At the time of the issuance of this certificate of delinquency, it will be noted that the Cains were the owners of an undivided five-eighths of the property, the remaining interests being in Cochran, Ekre, Hendee, and Hinds. At the time of the assignment of the foreclosure judgment to Mamie L. Cain, the Cains were the owners of two-eighths of the property, their other three-eighths having passed to the land company on April 30, 1904. All these interests, subsequently and at different dates, vested in the respondents Lawrence, the la'st conveyance being jointly by the Cains and Cochran of their undivided three-eighths interest, the respondent Bruce acquiring her interest from Lawrence November 14, 1907.

On April 13, 1909, appellant procured from the treasurer of Clallam county two different certificates of delinquency, one covering the land of respondent Lawrence and the other the land of respondent Bruce. These certificates purported to be for the redemption of an undivided seven-eighths of the property described in the certificate issued to Brower March 17, 1903, for the years 1900 and 1901, the other one-eighth having been previously redeemed by Ekre, and on their face stated they were issued for the years 1900, 1901, 1902, and 1903. On the same day appellant paid the unpaid taxes on these lands for the years 1904, 1905, and 1906, and on April 21, 1909, he commenced these suits to foreclose, and filed his applications for judgment. He failed and neglected, however, to pay the taxes for the year 1908, which were due and unpaid on April 21, 1909, when he filed his applications for judgment. This record is silent as to the taxes for the year 1907, and no question is here raised thereon. We assume, therefore, they have been paid by respondents or their *647grantors prior to the issuance of the certificates to appellant. Upon these facts the court below held appellant was not entitled to a foreclosure, and gave judgment to respondents.

It will not be necessary to make any special reference to the errors assigned, as they are based upon the admissibility of the record made by respondents, and the entry of judgment. Neither can we find any merit in them. The certificate issued to Brower covered the years 1900 and 1901. Previously to his foreclosure of this certificate, he paid the taxes for the years 1902 and 1903, and when on September 2, 1905, Mamie L. Cain paid the judgment and took an assignment, the Cains being at that time tenants in common owning an undivided interest in the lands, such payment operated for the benefit of the remaining tenants in common, and the Cains could, and did, obtain nothing by the assignment of the judgment other than a lien against the remaining interest for a just proportion of the amount paid. Stone v. Marshall, 52 Wash. 375, 100 Pac. 858.

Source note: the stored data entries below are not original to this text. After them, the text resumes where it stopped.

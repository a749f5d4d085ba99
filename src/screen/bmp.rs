//! The verification-image display codec: the same logical bitmap as the
//! device codec, but as a monochrome BMP file that can be inspected (or
//! parsed back) without any hardware attached.

use super::{Screen, SCREEN_HEIGHT, SCREEN_WIDTH};
use crate::Error;

// 14-byte file header + 40-byte info header + two palette entries
const PIXEL_DATA_OFFSET: u32 = 14 + 40 + 8;
const ROW_BYTES: usize = SCREEN_WIDTH as usize / 8; // already 4-byte aligned
const PIXEL_DATA_SIZE: u32 = (ROW_BYTES * SCREEN_HEIGHT as usize) as u32;

/// Encode the screen as an uncompressed 1-bit BMP.
///
/// Palette index 0 is black (unlit), index 1 is white (lit); rows are stored
/// bottom-up as the format demands. The output is byte-for-byte reproducible
/// from the same screen state.
pub fn encode_bmp(screen: &Screen) -> Vec<u8> {
    let mut out = Vec::with_capacity((PIXEL_DATA_OFFSET + PIXEL_DATA_SIZE) as usize);

    // BITMAPFILEHEADER
    out.extend(b"BM");
    out.extend((PIXEL_DATA_OFFSET + PIXEL_DATA_SIZE).to_le_bytes());
    out.extend([0; 4]); // reserved
    out.extend(PIXEL_DATA_OFFSET.to_le_bytes());

    // BITMAPINFOHEADER
    out.extend(40u32.to_le_bytes());
    out.extend(SCREEN_WIDTH.to_le_bytes());
    out.extend(SCREEN_HEIGHT.to_le_bytes());
    out.extend(1u16.to_le_bytes()); // planes
    out.extend(1u16.to_le_bytes()); // bits per pixel
    out.extend(0u32.to_le_bytes()); // no compression
    out.extend(PIXEL_DATA_SIZE.to_le_bytes());
    out.extend([0; 8]); // resolution, unspecified
    out.extend(2u32.to_le_bytes()); // palette entries
    out.extend(2u32.to_le_bytes()); // important colors

    // palette, BGRX
    out.extend([0x00, 0x00, 0x00, 0x00]);
    out.extend([0xFF, 0xFF, 0xFF, 0x00]);

    for y in (0..SCREEN_HEIGHT).rev() {
        for byte_index in 0..ROW_BYTES {
            let mut byte = 0u8;
            for bit in 0..8 {
                if screen.pixel((byte_index * 8 + bit) as i32, y) {
                    byte |= 0x80 >> bit;
                }
            }
            out.push(byte);
        }
    }

    out
}

/// Parse a BMP produced by [`encode_bmp`] back into a pixel grid.
///
/// This is deliberately strict: it accepts exactly the monochrome 128x64
/// layout this library writes, anything else is a [`Error::MalformedImage`].
pub fn decode_bmp(data: &[u8]) -> Result<Screen, Error> {
    let malformed = |reason| Error::MalformedImage { reason };

    if data.len() < PIXEL_DATA_OFFSET as usize {
        return Err(malformed("shorter than the header"));
    }
    if &data[0..2] != b"BM" {
        return Err(malformed("missing BM signature"));
    }

    let offset = u32::from_le_bytes(data[10..14].try_into().unwrap()) as usize;
    let info_size = u32::from_le_bytes(data[14..18].try_into().unwrap());
    let width = i32::from_le_bytes(data[18..22].try_into().unwrap());
    let height = i32::from_le_bytes(data[22..26].try_into().unwrap());
    let bits_per_pixel = u16::from_le_bytes(data[28..30].try_into().unwrap());
    let compression = u32::from_le_bytes(data[30..34].try_into().unwrap());

    if info_size != 40 {
        return Err(malformed("unexpected info header size"));
    }
    if width != SCREEN_WIDTH || height != SCREEN_HEIGHT {
        return Err(malformed("not 128x64"));
    }
    if bits_per_pixel != 1 {
        return Err(malformed("not 1 bit per pixel"));
    }
    if compression != 0 {
        return Err(malformed("compressed"));
    }
    if data.len() < offset + PIXEL_DATA_SIZE as usize {
        return Err(malformed("truncated pixel data"));
    }

    let mut screen = Screen::new();
    for y in 0..SCREEN_HEIGHT {
        let row_start = offset + (SCREEN_HEIGHT - 1 - y) as usize * ROW_BYTES;
        for x in 0..SCREEN_WIDTH {
            let byte = data[row_start + x as usize / 8];
            if byte & (0x80 >> (x % 8)) != 0 {
                screen.set_pixel(x, y, true);
            }
        }
    }

    Ok(screen)
}

impl Screen {
    /// Encode this screen as a monochrome BMP. See [`encode_bmp`].
    pub fn to_bmp(&self) -> Vec<u8> {
        encode_bmp(self)
    }

    /// Write this screen to `path` as a monochrome BMP file.
    pub fn write_bmp<P: AsRef<std::path::Path>>(&self, path: P) -> std::io::Result<()> {
        std::fs::write(path, self.to_bmp())
    }
}
//! Listener registry and event fan-out for the [`Fire`](super::Fire)
//! session.
//!
//! Dispatch runs on the MIDI reader thread. To keep listener code free to
//! call back into the session (e.g. to remove itself), the registry lock is
//! only held while snapshotting the matching listeners, never while any of
//! them runs.

use std::collections::HashMap;
use std::panic::{catch_unwind, AssertUnwindSafe};
use std::sync::{Arc, Mutex, PoisonError};

use super::{Button, Event, Rotary};

/// Identifies a registered listener so it can be removed again.
#[derive(Debug, Copy, Clone, Eq, PartialEq, Hash)]
pub struct ListenerHandle(u64);

#[derive(Debug, Copy, Clone, Eq, PartialEq, Hash)]
pub(crate) enum EventKey {
    Global,
    Pad(u8),
    Button(Button),
    RotaryTurn(Rotary),
    RotaryTouch(Rotary),
}

fn key_of(event: &Event) -> Option<EventKey> {
    match *event {
        Event::PadPressed { index, .. } | Event::PadReleased { index } => Some(EventKey::Pad(index)),
        Event::ButtonPressed { button } | Event::ButtonReleased { button } => {
            Some(EventKey::Button(button))
        }
        Event::RotaryTurned { rotary, .. } => Some(EventKey::RotaryTurn(rotary)),
        Event::RotaryTouched { rotary, .. } => Some(EventKey::RotaryTouch(rotary)),
        // SysEx only reaches global listeners
        Event::Sysex(_) => None,
    }
}

pub(crate) type SharedCallback = Arc<Mutex<dyn FnMut(&Event) + Send>>;

pub(crate) fn shared_callback(callback: impl FnMut(&Event) + Send + 'static) -> SharedCallback {
    Arc::new(Mutex::new(callback))
}

pub(crate) struct Dispatcher {
    listeners: HashMap<EventKey, Vec<(ListenerHandle, SharedCallback)>>,
    next_handle: u64,
}

impl Dispatcher {
    pub(crate) fn new() -> Self {
        Self {
            listeners: HashMap::new(),
            next_handle: 0,
        }
    }

    pub(crate) fn add(
        &mut self,
        key: EventKey,
        callback: impl FnMut(&Event) + Send + 'static,
    ) -> ListenerHandle {
        self.add_shared(key, shared_callback(callback))
    }

    /// Register an already-shared callback, e.g. one listener attached to
    /// several keys. Every registration gets its own handle.
    pub(crate) fn add_shared(&mut self, key: EventKey, callback: SharedCallback) -> ListenerHandle {
        let handle = ListenerHandle(self.next_handle);
        self.next_handle += 1;
        self.listeners.entry(key).or_default().push((handle, callback));
        handle
    }

    /// Remove a registration. Returns whether the handle was still known.
    pub(crate) fn remove(&mut self, handle: ListenerHandle) -> bool {
        let mut removed = false;
        self.listeners.retain(|_, entries| {
            entries.retain(|(entry_handle, _)| {
                let keep = *entry_handle != handle;
                removed |= !keep;
                keep
            });
            !entries.is_empty()
        });
        removed
    }

    /// All listeners an event should reach: global ones first, then the
    /// per-key ones, each group in registration order.
    fn snapshot(&self, event: &Event) -> Vec<SharedCallback> {
        let mut callbacks = Vec::new();
        for key in std::iter::once(EventKey::Global).chain(key_of(event)) {
            if let Some(entries) = self.listeners.get(&key) {
                callbacks.extend(entries.iter().map(|(_, callback)| Arc::clone(callback)));
            }
        }
        callbacks
    }
}

/// Deliver one event to every matching listener.
///
/// The snapshot is taken up front, so listeners added or removed while the
/// event is being delivered only affect future events. A panicking listener
/// is logged and skipped; the remaining listeners still run.
pub(crate) fn dispatch(dispatcher: &Mutex<Dispatcher>, event: &Event) {
    let callbacks = dispatcher
        .lock()
        .unwrap_or_else(PoisonError::into_inner)
        .snapshot(event);

    for callback in callbacks {
        let result = catch_unwind(AssertUnwindSafe(|| {
            let mut callback = callback.lock().unwrap_or_else(PoisonError::into_inner);
            callback(event);
        }));
        if result.is_err() {
            log::error!("A listener panicked while handling {:?}", event);
        }
    }
}

#[cfg(test)]
mod tests {
    use super::*;

    fn press(index: u8) -> Event {
        Event::PadPressed {
            index,
            velocity: 100,
        }
    }

    fn recording_listener(log: &Arc<Mutex<Vec<&'static str>>>, tag: &'static str) -> SharedCallback {
        let log = Arc::clone(log);
        shared_callback(move |_: &Event| log.lock().unwrap().push(tag))
    }

    #[test]
    fn global_listeners_run_before_specific_ones_in_registration_order() {
        let log = Arc::new(Mutex::new(Vec::new()));
        let dispatcher = Mutex::new(Dispatcher::new());
        {
            let mut registry = dispatcher.lock().unwrap();
            registry.add_shared(EventKey::Pad(3), recording_listener(&log, "pad a"));
            registry.add_shared(EventKey::Global, recording_listener(&log, "global a"));
            registry.add_shared(EventKey::Pad(3), recording_listener(&log, "pad b"));
            registry.add_shared(EventKey::Global, recording_listener(&log, "global b"));
            registry.add_shared(EventKey::Pad(4), recording_listener(&log, "other pad"));
        }

        dispatch(&dispatcher, &press(3));

        assert_eq!(
            *log.lock().unwrap(),
            vec!["global a", "global b", "pad a", "pad b"]
        );
    }

    #[test]
    fn sysex_reaches_only_global_listeners() {
        let log = Arc::new(Mutex::new(Vec::new()));
        let dispatcher = Mutex::new(Dispatcher::new());
        {
            let mut registry = dispatcher.lock().unwrap();
            registry.add_shared(EventKey::Global, recording_listener(&log, "global"));
            registry.add_shared(EventKey::Pad(0), recording_listener(&log, "pad"));
        }

        dispatch(&dispatcher, &Event::Sysex(vec![0xF0, 0xF7]));

        assert_eq!(*log.lock().unwrap(), vec!["global"]);
    }

    #[test]
    fn a_panicking_listener_does_not_stop_the_others() {
        let log = Arc::new(Mutex::new(Vec::new()));
        let dispatcher = Mutex::new(Dispatcher::new());
        {
            let mut registry = dispatcher.lock().unwrap();
            registry.add(EventKey::Global, |_| panic!("listener bug"));
            registry.add_shared(EventKey::Global, recording_listener(&log, "survivor"));
        }

        dispatch(&dispatcher, &press(0));
        dispatch(&dispatcher, &press(0));

        assert_eq!(*log.lock().unwrap(), vec!["survivor", "survivor"]);
    }

    #[test]
    fn removal_during_dispatch_only_affects_future_events() {
        let log = Arc::new(Mutex::new(Vec::new()));
        let dispatcher = Arc::new(Mutex::new(Dispatcher::new()));

        let victim = dispatcher
            .lock()
            .unwrap()
            .add_shared(EventKey::Global, recording_listener(&log, "victim"));

        // registered after the victim, removes it mid-dispatch
        let remover_dispatcher = Arc::clone(&dispatcher);
        dispatcher.lock().unwrap().add(EventKey::Global, move |_| {
            remover_dispatcher.lock().unwrap().remove(victim);
        });

        // first dispatch: victim was in the snapshot and still ran
        dispatch(&dispatcher, &press(0));
        assert_eq!(*log.lock().unwrap(), vec!["victim"]);

        // second dispatch: it's gone
        dispatch(&dispatcher, &press(0));
        assert_eq!(*log.lock().unwrap(), vec!["victim"]);
    }

    #[test]
    fn remove_reports_whether_the_handle_was_known() {
        let mut registry = Dispatcher::new();
        let handle = registry.add(EventKey::Button(Button::Play), |_| {});

        assert!(registry.remove(handle));
        assert!(!registry.remove(handle));
    }

    #[test]
    fn one_shared_listener_across_several_keys() {
        let log = Arc::new(Mutex::new(Vec::new()));
        let dispatcher = Mutex::new(Dispatcher::new());

        let shared = recording_listener(&log, "shared");
        let handles: Vec<ListenerHandle> = {
            let mut registry = dispatcher.lock().unwrap();
            [0u8, 1, 2]
                .iter()
                .map(|&index| registry.add_shared(EventKey::Pad(index), Arc::clone(&shared)))
                .collect()
        };
        assert_eq!(handles.len(), 3);

        dispatch(&dispatcher, &press(0));
        dispatch(&dispatcher, &press(2));
        dispatch(&dispatcher, &press(5));

        assert_eq!(*log.lock().unwrap(), vec!["shared", "shared"]);

        // removing one registration leaves the others attached
        assert!(dispatcher.lock().unwrap().remove(handles[0]));
        dispatch(&dispatcher, &press(0));
        dispatch(&dispatcher, &press(2));
        assert_eq!(*log.lock().unwrap(), vec!["shared", "shared", "shared"]);
    }

    #[test]
    fn turn_and_touch_listeners_are_independent() {
        let log = Arc::new(Mutex::new(Vec::new()));
        let dispatcher = Mutex::new(Dispatcher::new());
        {
            let mut registry = dispatcher.lock().unwrap();
            registry.add_shared(
                EventKey::RotaryTurn(Rotary::Volume),
                recording_listener(&log, "turn"),
            );
            registry.add_shared(
                EventKey::RotaryTouch(Rotary::Volume),
                recording_listener(&log, "touch"),
            );
        }

        dispatch(
            &dispatcher,
            &Event::RotaryTurned {
                rotary: Rotary::Volume,
                direction: crate::Direction::Increment,
                velocity: 1,
            },
        );
        assert_eq!(*log.lock().unwrap(), vec!["turn"]);

        dispatch(
            &dispatcher,
            &Event::RotaryTouched {
                rotary: Rotary::Volume,
                pressed: true,
            },
        );
        assert_eq!(*log.lock().unwrap(), vec!["turn", "touch"]);
    }
}
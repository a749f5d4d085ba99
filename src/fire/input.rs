//! Decoding of the Fire's input stream into typed [`Event`]s.

use super::{Button, Rotary};
use crate::MidiStreamDecoder;

/// Note number of pad 0; the 64 pads occupy a contiguous note range
const FIRST_PAD_NOTE: u8 = 0x36;
const LAST_PAD_NOTE: u8 = FIRST_PAD_NOTE + 63;

/// Which way a rotary encoder was turned.
#[derive(Debug, Copy, Clone, Eq, PartialEq, Hash)]
#[cfg_attr(feature = "serde", derive(serde::Serialize, serde::Deserialize))]
pub enum Direction {
    Increment,
    Decrement,
}

/// A decoded input event from the device.
#[derive(Debug, Clone, Eq, PartialEq)]
#[cfg_attr(feature = "serde", derive(serde::Serialize, serde::Deserialize))]
pub enum Event {
    /// A pad was hit. `index` is 0..=63, row-major from the top-left;
    /// `velocity` is 1..=127.
    PadPressed { index: u8, velocity: u8 },
    PadReleased { index: u8 },
    ButtonPressed { button: Button },
    ButtonReleased { button: Button },
    /// A rotary was turned. `velocity` is the raw relative magnitude and
    /// grows with turn speed; the slowest increment tick can carry 0.
    RotaryTurned {
        rotary: Rotary,
        direction: Direction,
        velocity: u8,
    },
    /// A touch-sensitive rotary was touched (`pressed: true`) or let go of.
    RotaryTouched { rotary: Rotary, pressed: bool },
    /// A complete SysEx message from the device, including the framing bytes.
    Sysex(Vec<u8>),
}

#[derive(Default)]
enum DecoderState {
    #[default]
    Idle,
    /// Inside a channel voice message; `status` stays current for running
    /// status until the next status byte arrives
    Channel { status: u8, data: [u8; 2], len: usize },
    /// Between 0xF0 and 0xF7, collecting the body
    Sysex(Vec<u8>),
}

/// The Fire's stream decoder.
///
/// The transport delivers bytes in arbitrary chunks, so this is a state
/// machine: a SysEx body or a half-received channel message survives across
/// [`feed`](MidiStreamDecoder::feed) calls. Unrecognized but well-formed
/// messages are dropped; a SysEx truncated by a new status byte is logged
/// and discarded without losing the message that interrupted it.
#[derive(Default)]
pub struct EventDecoder {
    state: DecoderState,
}

impl MidiStreamDecoder for EventDecoder {
    type Message = Event;

    fn feed(&mut self, bytes: &[u8], emit: &mut dyn FnMut(Event)) {
        for &byte in bytes {
            // System real-time may be interleaved anywhere and never
            // disturbs the surrounding message
            if byte >= 0xF8 {
                continue;
            }

            if byte >= 0x80 {
                self.handle_status(byte, emit);
            } else {
                self.handle_data(byte, emit);
            }
        }
    }
}

impl EventDecoder {
    fn handle_status(&mut self, byte: u8, emit: &mut dyn FnMut(Event)) {
        if let DecoderState::Sysex(body) = &mut self.state {
            if byte == 0xF7 {
                let mut message = std::mem::take(body);
                message.push(0xF7);
                self.state = DecoderState::Idle;
                emit(Event::Sysex(message));
                return;
            }
            log::warn!(
                "SysEx truncated by status byte {:#04X} after {} bytes, dropping it",
                byte,
                body.len()
            );
            self.state = DecoderState::Idle;
        }

        match byte {
            0xF0 => self.state = DecoderState::Sysex(vec![0xF0]),
            0x80..=0xBF => {
                self.state = DecoderState::Channel {
                    status: byte,
                    data: [0; 2],
                    len: 0,
                };
            }
            other => {
                log::debug!("Ignoring unsupported status byte {:#04X}", other);
                self.state = DecoderState::Idle;
            }
        }
    }

    fn handle_data(&mut self, byte: u8, emit: &mut dyn FnMut(Event)) {
        match &mut self.state {
            DecoderState::Sysex(body) => body.push(byte),
            DecoderState::Channel { status, data, len } => {
                data[*len] = byte;
                *len += 1;
                if *len == 2 {
                    let event = decode_channel_message(*status, data[0], data[1]);
                    // keep the status byte for running status
                    *len = 0;
                    if let Some(event) = event {
                        emit(event);
                    }
                }
            }
            DecoderState::Idle => {
                log::debug!("Ignoring stray data byte {:#04X}", byte);
            }
        }
    }
}

fn decode_channel_message(status: u8, data1: u8, data2: u8) -> Option<Event> {
    match status & 0xF0 {
        // note on with velocity 0 is a release by MIDI convention
        0x90 if data2 > 0 => decode_key_down(data1, data2),
        0x90 | 0x80 => decode_key_up(data1),
        0xB0 => decode_controller_change(data1, data2),
        _ => {
            log::debug!("Ignoring unsupported message type {:#04X}", status);
            None
        }
    }
}

fn decode_key_down(note: u8, velocity: u8) -> Option<Event> {
    if (FIRST_PAD_NOTE..=LAST_PAD_NOTE).contains(&note) {
        return Some(Event::PadPressed {
            index: note - FIRST_PAD_NOTE,
            velocity,
        });
    }
    if let Some(button) = Button::from_id(note) {
        return Some(Event::ButtonPressed { button });
    }
    if let Some(rotary) = Rotary::from_id(note) {
        return Some(Event::RotaryTouched {
            rotary,
            pressed: true,
        });
    }
    log::debug!("Ignoring note on for unknown note {:#04X}", note);
    None
}

fn decode_key_up(note: u8) -> Option<Event> {
    if (FIRST_PAD_NOTE..=LAST_PAD_NOTE).contains(&note) {
        return Some(Event::PadReleased {
            index: note - FIRST_PAD_NOTE,
        });
    }
    if let Some(button) = Button::from_id(note) {
        return Some(Event::ButtonReleased { button });
    }
    if let Some(rotary) = Rotary::from_id(note) {
        return Some(Event::RotaryTouched {
            rotary,
            pressed: false,
        });
    }
    log::debug!("Ignoring note off for unknown note {:#04X}", note);
    None
}

fn decode_controller_change(cc: u8, value: u8) -> Option<Event> {
    let rotary = match Rotary::from_id(cc) {
        Some(rotary) => rotary,
        None => {
            log::debug!("Ignoring controller change for unknown CC {:#04X}", cc);
            return None;
        }
    };

    // Two's-complement-style relative encoding: small values are clockwise
    // detents, values above 0x40 count down from 0x80
    match value {
        0x00..=0x3F => Some(Event::RotaryTurned {
            rotary,
            direction: Direction::Increment,
            velocity: value,
        }),
        0x41..=0x7F => Some(Event::RotaryTurned {
            rotary,
            direction: Direction::Decrement,
            velocity: 0x80 - value,
        }),
        _ => None,
    }
}

/// Low-level access to the Fire's input stream. See [`InputDevice`] for the
/// connection methods, and [`Fire`](super::Fire) for callback dispatch on
/// top of this.
///
/// ```no_run
/// use fiery::{Event, InputDevice as _};
///
/// let input = fiery::fire::Input::guess(|event| match event {
///     Event::PadPressed { index, velocity } => {
///         println!("pad {} hit at velocity {}", index, velocity)
///     }
///     other => println!("{:?}", other),
/// })?;
/// # Ok::<(), fiery::Error>(())
/// ```
///
/// [`InputDevice`]: crate::InputDevice
pub struct Input;

impl crate::InputDevice for Input {
    const MIDI_CONNECTION_NAME: &'static str = "fiery input";
    const MIDI_DEVICE_KEYWORD: &'static str = super::MIDI_DEVICE_KEYWORD;
    type Decoder = EventDecoder;
}

#[cfg(test)]
mod tests {
    use super::*;

    fn decode(chunks: &[&[u8]]) -> Vec<Event> {
        let mut decoder = EventDecoder::default();
        let mut events = Vec::new();
        for chunk in chunks {
            decoder.feed(chunk, &mut |event| events.push(event));
        }
        events
    }

    #[test]
    fn pad_press_and_release() {
        assert_eq!(
            decode(&[&[0x90, 0x36, 0x64]]),
            vec![Event::PadPressed {
                index: 0,
                velocity: 0x64
            }]
        );
        assert_eq!(
            decode(&[&[0x80, 0x75, 0x00]]),
            vec![Event::PadReleased { index: 63 }]
        );
        // note on with velocity 0 counts as a release
        assert_eq!(
            decode(&[&[0x90, 0x40, 0x00]]),
            vec![Event::PadReleased { index: 10 }]
        );
    }

    #[test]
    fn button_press_and_release() {
        assert_eq!(
            decode(&[&[0x90, 0x33, 0x7F], &[0x80, 0x33, 0x00]]),
            vec![
                Event::ButtonPressed {
                    button: Button::Play
                },
                Event::ButtonReleased {
                    button: Button::Play
                },
            ]
        );
    }

    #[test]
    fn rotary_turns_decode_the_relative_encoding() {
        assert_eq!(
            decode(&[&[0xB0, 0x10, 0x01]]),
            vec![Event::RotaryTurned {
                rotary: Rotary::Volume,
                direction: Direction::Increment,
                velocity: 1
            }]
        );
        assert_eq!(
            decode(&[&[0xB0, 0x13, 0x7F]]),
            vec![Event::RotaryTurned {
                rotary: Rotary::Resonance,
                direction: Direction::Decrement,
                velocity: 1
            }]
        );
        assert_eq!(
            decode(&[&[0xB0, 0x11, 0x05]]),
            vec![Event::RotaryTurned {
                rotary: Rotary::Pan,
                direction: Direction::Increment,
                velocity: 5
            }]
        );
        // value 0 is still an increment tick, just with velocity 0
        assert_eq!(
            decode(&[&[0xB0, 0x10, 0x00]]),
            vec![Event::RotaryTurned {
                rotary: Rotary::Volume,
                direction: Direction::Increment,
                velocity: 0
            }]
        );
        // 0x40 is "no movement" and produces nothing
        assert_eq!(decode(&[&[0xB0, 0x10, 0x40]]), vec![]);
    }

    #[test]
    fn rotary_touch() {
        assert_eq!(
            decode(&[&[0x90, 0x76, 0x7F], &[0x80, 0x76, 0x00]]),
            vec![
                Event::RotaryTouched {
                    rotary: Rotary::Select,
                    pressed: true
                },
                Event::RotaryTouched {
                    rotary: Rotary::Select,
                    pressed: false
                },
            ]
        );
    }

    #[test]
    fn sysex_survives_arbitrary_chunk_boundaries() {
        let events = decode(&[&[0xF0, 0x47], &[0x7F], &[0x43, 0x01], &[0xF7]]);
        assert_eq!(
            events,
            vec![Event::Sysex(vec![0xF0, 0x47, 0x7F, 0x43, 0x01, 0xF7])]
        );
    }

    #[test]
    fn truncated_sysex_does_not_eat_the_next_message() {
        // SysEx interrupted by a pad press: the partial body is dropped, the
        // interrupting message still decodes
        let events = decode(&[&[0xF0, 0x47, 0x7F], &[0x90, 0x36, 0x30]]);
        assert_eq!(
            events,
            vec![Event::PadPressed {
                index: 0,
                velocity: 0x30
            }]
        );
    }

    #[test]
    fn channel_message_split_across_chunks() {
        assert_eq!(
            decode(&[&[0x90], &[0x36], &[0x42]]),
            vec![Event::PadPressed {
                index: 0,
                velocity: 0x42
            }]
        );
    }

    #[test]
    fn running_status() {
        let events = decode(&[&[0xB0, 0x10, 0x01, 0x10, 0x7F]]);
        assert_eq!(events.len(), 2);
        assert_eq!(
            events[1],
            Event::RotaryTurned {
                rotary: Rotary::Volume,
                direction: Direction::Decrement,
                velocity: 1
            }
        );
    }

    #[test]
    fn real_time_bytes_are_transparent() {
        // MIDI clock in the middle of a message must not corrupt it
        assert_eq!(
            decode(&[&[0x90, 0xF8, 0x36, 0xF8, 0x50]]),
            vec![Event::PadPressed {
                index: 0,
                velocity: 0x50
            }]
        );
    }

    #[test]
    fn unknown_messages_are_dropped() {
        assert_eq!(decode(&[&[0x90, 0x00, 0x7F]]), vec![]); // unknown note
        assert_eq!(decode(&[&[0xB0, 0x00, 0x01]]), vec![]); // unknown CC
        assert_eq!(decode(&[&[0xE0, 0x00, 0x40]]), vec![]); // pitch bend
        assert_eq!(decode(&[&[0x12, 0x34]]), vec![]); // stray data bytes
    }
}
#[macro_export]
macro_rules! ok_or_continue {
    ( $e:expr ) => {
        match $e {
            Ok(value) => value,
            Err(_e) => {
                continue;
            }
        }
    };
}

The Brower certificate, which by its foreclosure had ripened into this judgment, was of no more effect. It had fulfilled its mission when it furnished the basis for this judgment, and the only thing remaining in which it could play any part would be the issuance of a deed, which, so far as the Cains were concerned, would not change the situation, as they could not obtain a tax title to the exclusion of their co-owners. Stone v. Marshall, supra. There was, therefore, nothing to redeem, so far as the tax certificate was concerned. The Cains could not hold both as judgment creditors and as holders and owners of the tax certificate, any more than a mortgagee after a decree of foreclosure could be said to hold by virtue of the mortgage. The decree and the decree alone bespeaks the interest and the whole interest of the parties. Under § 9265, Bern. & Bal. Code, it is provided that the receipt of redemption money upon any ti’act of land upon which a certificate of delinquency is outstanding shall operate as a release of all claims under or by virtue of such certificate, and shall be *648noted as a payment of the taxes. The person making such payment being entitled to a certificate of redemption, § 9258 provides that any person owning an interest in lands upon which judgment of foreclosure of delinquency certificate is prayed may pay such taxes and such payment shall vest in them a lien on the property for such payment so made. Section 9259 provides that any redemption made shall inure to the benefit of the person having the legal or equitable title to the property redeemed, subject to the right of the person making the redemption to be reimbursed by the person benefited. The most that Mamie L. Cain could obtain, then, under her assignment of the judgment of foreclosure, would be a certificate of redemption, which would vest in her the right to be reimbursed by the other owners to the extent of their proportionate share, and to hold such redemption as a lien against the property until so reimbursed.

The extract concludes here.